Segment Open

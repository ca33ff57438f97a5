use sea_orm_migration::prelude::*;

use crate::m20260601_000001_users::Users;
use crate::m20260601_000002_members::Members;

#[derive(DeriveMigrationName)]
pub struct Migration;

#[derive(Iden)]
pub enum CashTransactions {
    Table,
    Id,
    Number,
    Direction,
    Category,
    AmountMinor,
    MemberId,
    AdminId,
    OccurredAt,
}

#[async_trait::async_trait]
impl MigrationTrait for Migration {
    async fn up(&self, manager: &SchemaManager) -> Result<(), DbErr> {
        manager
            .create_table(
                Table::create()
                    .table(CashTransactions::Table)
                    .if_not_exists()
                    .col(
                        ColumnDef::new(CashTransactions::Id)
                            .string()
                            .not_null()
                            .primary_key(),
                    )
                    .col(
                        ColumnDef::new(CashTransactions::Number)
                            .string()
                            .not_null()
                            .unique_key(),
                    )
                    .col(
                        ColumnDef::new(CashTransactions::Direction)
                            .string()
                            .not_null(),
                    )
                    .col(
                        ColumnDef::new(CashTransactions::Category)
                            .string()
                            .not_null(),
                    )
                    .col(
                        ColumnDef::new(CashTransactions::AmountMinor)
                            .big_integer()
                            .not_null(),
                    )
                    .col(ColumnDef::new(CashTransactions::MemberId).string())
                    .col(ColumnDef::new(CashTransactions::AdminId).string().not_null())
                    .col(
                        ColumnDef::new(CashTransactions::OccurredAt)
                            .timestamp()
                            .not_null(),
                    )
                    .foreign_key(
                        ForeignKey::create()
                            .name("fk-cash_transactions-member_id")
                            .from(CashTransactions::Table, CashTransactions::MemberId)
                            .to(Members::Table, Members::Id),
                    )
                    .foreign_key(
                        ForeignKey::create()
                            .name("fk-cash_transactions-admin_id")
                            .from(CashTransactions::Table, CashTransactions::AdminId)
                            .to(Users::Table, Users::Username),
                    )
                    .to_owned(),
            )
            .await?;

        manager
            .create_index(
                Index::create()
                    .name("idx-cash_transactions-occurred_at")
                    .table(CashTransactions::Table)
                    .col(CashTransactions::OccurredAt)
                    .to_owned(),
            )
            .await
    }

    async fn down(&self, manager: &SchemaManager) -> Result<(), DbErr> {
        manager
            .drop_table(Table::drop().table(CashTransactions::Table).to_owned())
            .await
    }
}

Segment Closed

Problem to work on: Word for word, write out the entire listing once more.

Output for this task:
repository ca33ff57438f97a5
use sea_orm_migration::prelude::*;

use crate::m20260601_000001_users::Users;
use crate::m20260601_000002_members::Members;

#[derive(DeriveMigrationName)]
pub struct Migration;

#[derive(Iden)]
pub enum CashTransactions {
    Table,
    Id,
    Number,
    Direction,
    Category,
    AmountMinor,
    MemberId,
    AdminId,
    OccurredAt,
}

#[async_trait::async_trait]
impl MigrationTrait for Migration {
    async fn up(&self, manager: &SchemaManager) -> Result<(), DbErr> {
        manager
            .create_table(
                Table::create()
                    .table(CashTransactions::Table)
                    .if_not_exists()
                    .col(
                        ColumnDef::new(CashTransactions::Id)
                            .string()
                            .not_null()
                            .primary_key(),
                    )
                    .col(
                        ColumnDef::new(CashTransactions::Number)
                            .string()
                            .not_null()
                            .unique_key(),
                    )
                    .col(
                        ColumnDef::new(CashTransactions::Direction)
                            .string()
                            .not_null(),
                    )
                    .col(
                        ColumnDef::new(CashTransactions::Category)
                            .string()
                            .not_null(),
                    )
                    .col(
                        ColumnDef::new(CashTransactions::AmountMinor)
                            .big_integer()
                            .not_null(),
                    )
                    .col(ColumnDef::new(CashTransactions::MemberId).string())
                    .col(ColumnDef::new(CashTransactions::AdminId).string().not_null())
                    .col(
                        ColumnDef::new(CashTransactions::OccurredAt)
                            .timestamp()
                            .not_null(),
                    )
                    .foreign_key(
                        ForeignKey::create()
                            .name("fk-cash_transactions-member_id")
                            .from(CashTransactions::Table, CashTransactions::MemberId)
                            .to(Members::Table, Members::Id),
                    )
                    .foreign_key(
                        ForeignKey::create()
                            .name("fk-cash_transactions-admin_id")
                            .from(CashTransactions::Table, CashTransactions::AdminId)
                            .to(Users::Table, Users::Username),
                    )
                    .to_owned(),
            )
            .await?;

        manager
            .create_index(
                Index::create()
                    .name("idx-cash_transactions-occurred_at")
                    .table(CashTransactions::Table)
                    .col(CashTransactions::OccurredAt)
                    .to_owned(),
            )
            .await
    }

    async fn down(&self, manager: &SchemaManager) -> Result<(), DbErr> {
        manager
            .drop_table(Table::drop().table(CashTransactions::Table).to_owned())
            .await
    }
}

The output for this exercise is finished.